Complicating matters is that diabetes often is co-morbid with obesity, which is emerging as an important comorbidity for disease severity with the novel coronavirus.
"We reviewed how the pathophysiology of diabetes and obesity might intersect with COVID-19 biology and found key shared pathways and mechanisms linked to the development and treatment of type 2 diabetes," explained study author Daniel J. Drucker, MD, of Mount Sinai Hospital in Toronto. "Cells within the lung and gut are major sites for coronavirus entry and inflammation. These cells express key proteins like Angiotensin Converting Enzyme 2 (ACE2) and Dipeptidyl Peptidase-4 (DPP4) that are also present in the development of type 2 diabetes."
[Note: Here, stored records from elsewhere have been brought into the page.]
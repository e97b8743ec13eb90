use std::path::{Path, PathBuf};

use serde::{Deserialize, Serialize};

use crate::consts::{ARTIFACT_BASE_DIR, ARTIFACT_STAGES_DIR, DEFAULT_CONFIG_VERSION};

/// Paths of the artifact tree inside a checked-out source repository.
#[derive(Debug, Clone, PartialEq, Eq)]
pub struct ArtifactLayout {
  worktree: PathBuf,
  root: PathBuf,
}

impl ArtifactLayout {
  pub fn new(worktree: &Path, base_dir: &str) -> Self {
    Self {
      worktree: worktree.to_path_buf(),
      root: worktree.join(base_dir),
    }
  }

  /// Root of the source working tree. Chart directories resolve against it.
  pub fn worktree(&self) -> &Path {
    &self.worktree
  }

  /// `<worktree>/<base_dir>`
  pub fn root(&self) -> &Path {
    &self.root
  }

  pub fn base_root(&self) -> PathBuf {
    self.root.join(ARTIFACT_BASE_DIR)
  }

  pub fn stages_root(&self) -> PathBuf {
    self.root.join(ARTIFACT_STAGES_DIR)
  }
}

#[derive(Debug, Clone, Default, Deserialize)]
pub(crate) struct ProjectMetaFile {
  #[serde(default)]
  pub spec: ProjectMetaSpec,
}

#[derive(Debug, Clone, Default, Deserialize)]
pub(crate) struct ProjectMetaSpec {
  #[serde(default)]
  pub project: String,
}

#[derive(Debug, Clone, Default, Deserialize)]
pub(crate) struct ArtifactMetadataFile {
  #[serde(default)]
  pub spec: ArtifactMetadata,
}

/// Contents of `base/<service>/metadata.yaml`.
#[derive(Debug, Clone, Default, PartialEq, Eq, Serialize, Deserialize)]
#[serde(rename_all = "camelCase")]
pub struct ArtifactMetadata {
  #[serde(default)]
  pub version: String,
  #[serde(default, skip_serializing_if = "Option::is_none")]
  pub config_version: Option<String>,
  #[serde(default, skip_serializing_if = "Option::is_none")]
  pub chart_dir: Option<String>,
  #[serde(default)]
  pub overwrite_tag: bool,
  #[serde(default, skip_serializing_if = "Option::is_none")]
  pub project: Option<String>,
}

impl ArtifactMetadata {
  pub fn config_version(&self) -> &str {
    self
      .config_version
      .as_deref()
      .filter(|v| !v.is_empty())
      .unwrap_or(DEFAULT_CONFIG_VERSION)
  }
}

/// A service directory under `base/` that carries metadata.
#[derive(Debug, Clone, PartialEq, Eq)]
pub struct ArtifactService {
  pub name: String,
  pub path: PathBuf,
  pub metadata: ArtifactMetadata,
}

impl ArtifactService {
  pub fn tag(&self) -> String {
    tag_name(&self.name, &self.metadata.version, Some(self.metadata.config_version()))
  }
}

/// A stage directory under `stages/`.
#[derive(Debug, Clone, PartialEq, Eq)]
pub struct StageOverlay {
  pub name: String,
  pub path: PathBuf,
}

impl StageOverlay {
  /// Overlay directory for `service`, whether or not it exists.
  pub fn service_dir(&self, service: &str) -> PathBuf {
    self.path.join(service)
  }
}

/// `<service>-<version>-<configVersion>`, with the config version
/// defaulting to `"0"`.
pub fn tag_name(service: &str, version: &str, config_version: Option<&str>) -> String {
  let config_version = config_version.filter(|v| !v.is_empty()).unwrap_or(DEFAULT_CONFIG_VERSION);
  format!("{service}-{version}-{config_version}")
}

#[derive(Debug, Clone, PartialEq, Eq, Serialize)]
pub struct PromotedTag {
  pub service: String,
  pub tag: String,
  pub commit: String,
  pub replaced: bool,
}

#[derive(Debug, Clone, Default, PartialEq, Eq, Serialize)]
pub struct PromotionReport {
  pub project: String,
  pub promoted: Vec<PromotedTag>,
  /// Tags left alone because they exist and may not be overwritten.
  pub skipped: Vec<String>,
  /// Service directories whose metadata could not be used.
  pub rejected: Vec<String>,
}
mod common;
mod pipeline_tests;
mod store_tests;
The study points out that, while ACE2 and DPP4 are important physiological regulators of glucose homeostasis, little clinical evidence is available showing that drugs targeting ACE2-or DPP4-related pathways produce differential harm or benefit in the context of human coronavirus infections. The article notes that DPP4 inhibitors and GLP-1R agonists could exert anti-inflammatory actions and have been successfully used to control glucose in hospitalized patients.
“However, there is insufficient experience with these agents to suggest they might safely replace insulin in critically ill subjects with coronavirus infection,” Drucker adds. “Hence, the extensive historical experience with the use of insulin, bolstered by increasing adoption of continuous glucose monitoring, supports the ongoing use of insulin as the agent of choice in the management of severely ill subjects with diabetes and coronavirus infections.”
The article recommends that, in hospitalized patients with deteriorating renal function, the use of SGLT2 inhibitors and exenatide should be re-considered or discontinued, and metformin and sulfonylurea dosing might also need to be reduced or stopped, explaining, “The rapid flow of new clinical information stemming from the SARS-CoV-2 epidemic requires ongoing scrutiny to understand the prudent use, risks and benefits of individual glucose-lowering agents and related medications.
Because of insufficient experience with diabetes and pregnancy in subjects with SARS-CoV-2, no tailored therapeutic recommendation were made for that group, although the report notes that “modified screening guidelines for gestational diabetes have been proposed in the context of SARS-CoV-2 for individuals with limited access to regular clinics.”
Drucker also cautions that the expression of ACE2 within the exocrine and endocrine pancreas underscores “the need for vigilance in consideration of whether pancreatic inflammation reported in some individuals with SARS-CoV-2 infection may contribute to the exacerbation or development of diabetes in a subset of acutely ill patients.”